First, we learned that the big Medicare rate cut set to hit physicians' practices on Dec. 1 was delayed for a month while Congress hammered out a longer postponement. Yesterday, we learned that the longer delay -- all the way through the end of next year -- is at hand, though the sides had not yet agreed formally. We've also learned a of Medicare's plans to begin covering a new annual wellness exam and to bump primary-care physicians' pay 10 percent next year.

And now we learn that the dreaded Red Flags Rule, which requires lenders to develop plans to ensure that consumers' financial information is kept secure, will not apply to physicians, after all, thanks to legislation passed yesterday in Congress.

We've been writing about the Red Flags Rule for at least a year and a half now. The rule, separate from HIPAA patient-privacy rules (to which you are absolutely still beholden, of course), required creditors to demonstrate a protocol "for detecting identity theft red flags, preventing and responding to identity theft, and for keeping their program up to date." Under the Federal Trade Commission's interpretation, physicians had been considered creditors if they bill patients for fees not collected at the time of service -- which is to say, everyone except maybe a cash-only walk-in clinic.
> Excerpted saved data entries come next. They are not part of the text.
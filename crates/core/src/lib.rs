pub mod config;
pub mod events;
pub mod handler;
pub mod mempool;
pub mod scanner;
pub mod shutdown;
#[cfg(any(test, feature = "test-utils"))]
pub mod testing;

// Re-export commonly used types
pub use config::{MempoolConfig, ScannerConfig};
pub use events::{EventPublisher, ScanEvent, ScannerStatus};
pub use handler::{ChannelHandler, HandlerChain, LoggingHandler};
pub use mempool::{InsertOutcome, MempoolTracker, PendingSet, PollSummary};
pub use scanner::{BlockScanner, Cursor, ForkCheck, ForkResolution, ForkResolver, RetryPolicy};
pub use shutdown::{shutdown_channel, ShutdownSignal, ShutdownTrigger};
Now, I still think that having a protocol for preventing identity theft and checking for so-called financial red flags is a good idea. Check out the article linked above by Sara Michael. She suggests things like checking every patient's ID, separating clinical from financial information, and looking out for "suspicious activity." Surely you can do those things.

The Red Flags Rule was (and still is, for those covered by it) about protecting consumers from identity theft. Under the new law, you needn't do anything formal to prove to the government you're complying. And that's great news. But your patients are giving you their credit cards, their bank account information, etc., and you still ought to do what you reasonably can to look out for them.